Autonomous Energy Transducer: Proposition, Example, Basic Characteristics

TL;DR

This paper introduces a molecular-scale autonomous energy transducer that converts small thermal energy inputs into output motion without external control, using a dynamical systems model with chaotic internal dynamics.

Contribution

It proposes a novel concept of autonomous energy transduction at the molecular level and demonstrates its feasibility through a dynamical systems model.

Findings

Transduction is robust and generally loosely coupled.

Chaotic internal dynamics are essential for transduction.

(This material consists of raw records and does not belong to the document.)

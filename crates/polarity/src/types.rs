use image::{GrayImage, ImageBuffer, Luma};
use schemars::JsonSchema;
use serde::{Deserialize, Serialize};
use strum::{Display, EnumIter, EnumString, IntoStaticStr, VariantNames};

/// Single-channel float buffer used throughout the crate
pub type FloatImage = ImageBuffer<Luma<f32>, Vec<f32>>;

/// Single-channel image with every value in [0, 1].
///
/// Only the loader produces one; afterwards it is read-only.
#[derive(Debug, Clone, PartialEq)]
pub struct GrayscaleImage {
    buffer: FloatImage,
}

impl GrayscaleImage {
    /// Wraps a buffer whose values are already normalized.
    pub(crate) fn from_normalized(buffer: FloatImage) -> Self {
        Self { buffer }
    }

    pub fn width(&self) -> u32 {
        self.buffer.width()
    }

    pub fn height(&self) -> u32 {
        self.buffer.height()
    }

    pub fn dimensions(&self) -> (u32, u32) {
        self.buffer.dimensions()
    }

    /// Intensity at `(x, y)`. Panics when out of bounds.
    pub fn intensity(&self, x: u32, y: u32) -> f32 {
        self.buffer.get_pixel(x, y)[0]
    }

    pub fn as_buffer(&self) -> &FloatImage {
        &self.buffer
    }

    pub fn max_intensity(&self) -> f32 {
        self.buffer.pixels().map(|p| p[0]).fold(0.0, f32::max)
    }

    /// Quantize to 8 bits, rounding to nearest.
    pub fn to_luma8(&self) -> GrayImage {
        GrayImage::from_fn(self.width(), self.height(), |x, y| {
            Luma([(self.intensity(x, y) * 255.0).round().clamp(0.0, 255.0) as u8])
        })
    }
}

/// 2-D boolean mask; `true` marks foreground.
#[derive(Debug, Clone, PartialEq, Eq)]
pub struct BinaryMask {
    width: u32,
    height: u32,
    data: Vec<bool>,
}

impl BinaryMask {
    /// All-background mask
    pub fn new(width: u32, height: u32) -> Self {
        Self {
            width,
            height,
            data: vec![false; (width as usize) * (height as usize)],
        }
    }

    pub fn from_fn<F>(width: u32, height: u32, mut f: F) -> Self
    where
        F: FnMut(u32, u32) -> bool,
    {
        let mut data = Vec::with_capacity((width as usize) * (height as usize));
        for y in 0..height {
            for x in 0..width {
                data.push(f(x, y));
            }
        }
        Self { width, height, data }
    }

    /// Non-zero pixels become foreground
    pub fn from_gray_image(image: &GrayImage) -> Self {
        Self::from_fn(image.width(), image.height(), |x, y| image.get_pixel(x, y)[0] > 0)
    }

    /// Foreground as 255, background as 0
    pub fn to_gray_image(&self) -> GrayImage {
        GrayImage::from_fn(self.width, self.height, |x, y| {
            Luma([if self.get(x, y) { 255 } else { 0 }])
        })
    }

    pub fn width(&self) -> u32 {
        self.width
    }

    pub fn height(&self) -> u32 {
        self.height
    }

    pub fn dimensions(&self) -> (u32, u32) {
        (self.width, self.height)
    }

    fn index(&self, x: u32, y: u32) -> usize {
        (y as usize) * (self.width as usize) + (x as usize)
    }

    pub fn get(&self, x: u32, y: u32) -> bool {
        self.data[self.index(x, y)]
    }

    pub fn set(&mut self, x: u32, y: u32, value: bool) {
        let index = self.index(x, y);
        self.data[index] = value;
    }

    /// Number of foreground pixels
    pub fn count(&self) -> usize {
        self.data.iter().filter(|&&v| v).count()
    }

    pub fn is_empty(&self) -> bool {
        !self.data.iter().any(|&v| v)
    }

    pub fn invert(&self) -> Self {
        Self {
            width: self.width,
            height: self.height,
            data: self.data.iter().map(|&v| !v).collect(),
        }
    }

    /// Coordinates of foreground pixels in row-major order
    pub fn foreground(&self) -> impl Iterator<Item = (u32, u32)> + '_ {
        let width = self.width as usize;
        self.data
            .iter()
            .enumerate()
            .filter(|(_, v)| **v)
            .map(move |(i, _)| ((i % width) as u32, (i / width) as u32))
    }
}

/// Polarity phenotype of a classified cell.
#[derive(
    Debug, Clone, Copy,
    Serialize, Deserialize, JsonSchema,
    Display, EnumString, EnumIter, VariantNames, IntoStaticStr,
    PartialEq, Eq, Hash
)]
pub enum Phenotype {
    /// Bright marker concentrated near the region's center
    #[serde(rename = "Apical-in")]
    #[strum(serialize = "Apical-in")]
    ApicalIn,
    /// Bright marker concentrated near the region's rim
    #[serde(rename = "Apical-out")]
    #[strum(serialize = "Apical-out")]
    ApicalOut,
}
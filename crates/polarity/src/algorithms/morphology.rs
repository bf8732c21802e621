//! Binary morphology with disk footprints.
//!
//! A disk of radius `r` covers the offsets with `dx² + dy² <= r²`. Both
//! operations are evaluated exactly from the squared Euclidean distance
//! transform. Pixels outside the image never take part, so erosion does not
//! eat into regions touching the border.

use imageproc::distance_transform::euclidean_squared_distance_transform;

use crate::{traits::MaskOperation, types::BinaryMask};

/// Dilation by a disk
#[derive(Debug, Clone)]
pub struct DiskDilation {
    pub radius: u32,
}

impl MaskOperation for DiskDilation {
    fn apply(&self, mask: &BinaryMask) -> BinaryMask {
        dilate_disk(mask, self.radius)
    }
}

/// Closing (dilation then erosion) by a disk
#[derive(Debug, Clone)]
pub struct DiskClosing {
    pub radius: u32,
}

impl MaskOperation for DiskClosing {
    fn apply(&self, mask: &BinaryMask) -> BinaryMask {
        close_disk(mask, self.radius)
    }
}

/// Pixels within `radius` of some foreground pixel.
pub fn dilate_disk(mask: &BinaryMask, radius: u32) -> BinaryMask {
    if radius == 0 || mask.is_empty() {
        return mask.clone();
    }
    within_radius(mask, radius)
}

/// Pixels farther than `radius` from every background pixel inside the image.
pub fn erode_disk(mask: &BinaryMask, radius: u32) -> BinaryMask {
    let background = mask.invert();
    if radius == 0 || background.is_empty() {
        return mask.clone();
    }
    within_radius(&background, radius).invert()
}

pub fn close_disk(mask: &BinaryMask, radius: u32) -> BinaryMask {
    erode_disk(&dilate_disk(mask, radius), radius)
}

fn within_radius(mask: &BinaryMask, radius: u32) -> BinaryMask {
    let distances = euclidean_squared_distance_transform(&mask.to_gray_image());
    let limit = f64::from(radius) * f64::from(radius);
    BinaryMask::from_fn(mask.width(), mask.height(), |x, y| {
        distances.get_pixel(x, y)[0] <= limit
    })
}
use std::collections::HashSet;

use imageproc::region_labelling::Connectivity;

use crate::{
    error::Result,
    region::LabelMap,
    traits::{MaskOperation, MaskThreshold},
    types::{BinaryMask, GrayscaleImage},
};

/// Global Otsu threshold on the 8-bit quantized image.
///
/// Bins span the fixed [0, 1] range rather than the image's own min..max, so
/// images with a high intensity floor get a coarser level. A flat image has
/// no foreground.
#[derive(Debug, Clone, Default)]
pub struct OtsuThreshold;

impl MaskThreshold for OtsuThreshold {
    fn threshold(&self, image: &GrayscaleImage) -> Result<BinaryMask> {
        let quantized = image.to_luma8();
        let mut values = quantized.pixels().map(|p| p[0]);
        let first = values.next();
        if values.all(|v| Some(v) == first) {
            tracing::debug!("single occupied histogram bin, no foreground");
            return Ok(BinaryMask::new(image.width(), image.height()));
        }
        let level = imageproc::contrast::otsu_level(&quantized);
        tracing::debug!(level, "otsu level");
        Ok(BinaryMask::from_fn(image.width(), image.height(), |x, y| {
            quantized.get_pixel(x, y)[0] > level
        }))
    }
}

/// Fixed threshold on normalized intensity
#[derive(Debug, Clone)]
pub struct FixedThreshold {
    pub level: f32,
}

impl Default for FixedThreshold {
    fn default() -> Self {
        Self { level: 0.5 }
    }
}

impl MaskThreshold for FixedThreshold {
    fn threshold(&self, image: &GrayscaleImage) -> Result<BinaryMask> {
        Ok(BinaryMask::from_fn(image.width(), image.height(), |x, y| {
            image.intensity(x, y) > self.level
        }))
    }
}

/// Fills background pockets that have no 4-connected path to the image border
#[derive(Debug, Clone, Default)]
pub struct FillHoles;

impl MaskOperation for FillHoles {
    fn apply(&self, mask: &BinaryMask) -> BinaryMask {
        fill_holes(mask)
    }
}

/// Drops 4-connected components smaller than `min_size` pixels
#[derive(Debug, Clone)]
pub struct RemoveSmallObjects {
    pub min_size: u32,
}

impl MaskOperation for RemoveSmallObjects {
    fn apply(&self, mask: &BinaryMask) -> BinaryMask {
        remove_small_objects(mask, self.min_size)
    }
}

pub fn fill_holes(mask: &BinaryMask) -> BinaryMask {
    let (width, height) = mask.dimensions();
    if width == 0 || height == 0 {
        return mask.clone();
    }

    let background = LabelMap::label(&mask.invert(), Connectivity::Four);
    let mut open: HashSet<u32> = HashSet::new();
    for x in 0..width {
        open.insert(background.get(x, 0));
        open.insert(background.get(x, height - 1));
    }
    for y in 0..height {
        open.insert(background.get(0, y));
        open.insert(background.get(width - 1, y));
    }

    BinaryMask::from_fn(width, height, |x, y| {
        mask.get(x, y) || !open.contains(&background.get(x, y))
    })
}

pub fn remove_small_objects(mask: &BinaryMask, min_size: u32) -> BinaryMask {
    let labels = LabelMap::label(mask, Connectivity::Four);
    let areas = labels.areas();
    BinaryMask::from_fn(mask.width(), mask.height(), |x, y| {
        let label = labels.get(x, y);
        label != 0 && areas.get(&label).is_some_and(|&area| area >= min_size as usize)
    })
}

#[cfg(test)]
mod tests {
    use super::*;
    use crate::loader::{load_grayscale, SourceImage};
    use crate::types::FloatImage;
    use image::Luma;

    fn ring_mask(size: u32, x0: u32, x1: u32) -> BinaryMask {
        BinaryMask::from_fn(size, size, |x, y| {
            let inside = x >= x0 && x < x1 && y >= x0 && y < x1;
            let interior = x > x0 && x < x1 - 1 && y > x0 && y < x1 - 1;
            inside && !interior
        })
    }

    #[test]
    fn otsu_separates_bright_square() {
        let buffer = FloatImage::from_fn(20, 20, |x, y| {
            Luma([if (5..15).contains(&x) && (5..15).contains(&y) { 1.0 } else { 0.0 }])
        });
        let gray = load_grayscale(&SourceImage::SingleChannel(buffer)).expect("Should load");
        let mask = OtsuThreshold.threshold(&gray).expect("Should threshold");
        assert_eq!(mask.count(), 100);
        assert!(mask.get(5, 5) && !mask.get(4, 5));
    }

    #[test]
    fn flat_image_has_no_foreground() {
        let buffer = FloatImage::from_fn(100, 40, |_, _| Luma([0.6]));
        let gray = load_grayscale(&SourceImage::SingleChannel(buffer)).expect("Should load");
        let mask = OtsuThreshold.threshold(&gray).expect("Should threshold");
        assert!(mask.is_empty());
        assert_eq!(mask.dimensions(), (100, 40));
    }

    #[test]
    fn enclosed_background_is_filled() {
        let ring = ring_mask(20, 5, 15);
        assert_eq!(ring.count(), 36);
        let filled = fill_holes(&ring);
        assert_eq!(filled.count(), 100);
    }

    #[test]
    fn filled_pixels_come_from_mask_or_enclosure() {
        // U-shape open to the top border: nothing to fill
        let cup = BinaryMask::from_fn(10, 10, |x, y| {
            (x == 2 || x == 7) && y < 8 || (y == 7 && (2..=7).contains(&x))
        });
        assert_eq!(fill_holes(&cup), cup);
    }

    #[test]
    fn small_objects_are_removed() {
        let mask = BinaryMask::from_fn(20, 10, |x, y| {
            (x < 3 && y < 3) || ((8..16).contains(&x) && (2..8).contains(&y))
        });
        let cleaned = remove_small_objects(&mask, 10);
        assert_eq!(cleaned.count(), 48);
        assert!(!cleaned.get(0, 0));
        // threshold equal to the component size keeps it
        assert_eq!(remove_small_objects(&mask, 9).count(), 57);
        assert!(remove_small_objects(&mask, 100).is_empty());
    }
}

Self-organized active states facilitate energy flow.

Abstract

We propose a concept of autonomous energy transducer at a molecular scale, where output is produced with small input energy, of the same order of the thermal energy, without restriction of magnitude or timing of input, and without any control after the input. As an example that satisfies these requisites, a dynamical systems model with several degrees of freedom is proposed, which transduces input energy to output motion on the average. It is shown that this transduction is robust and the coupling between the input and output is generally loose. How this transducer works is analyzed in terms of dynamical systems theory, where chaotic dynamics of the internal degrees of freedom, as well as duration of active state which is self-organized with the energy flow, is essential. We also discuss possible relationships to enzyme dynamics or protein motors.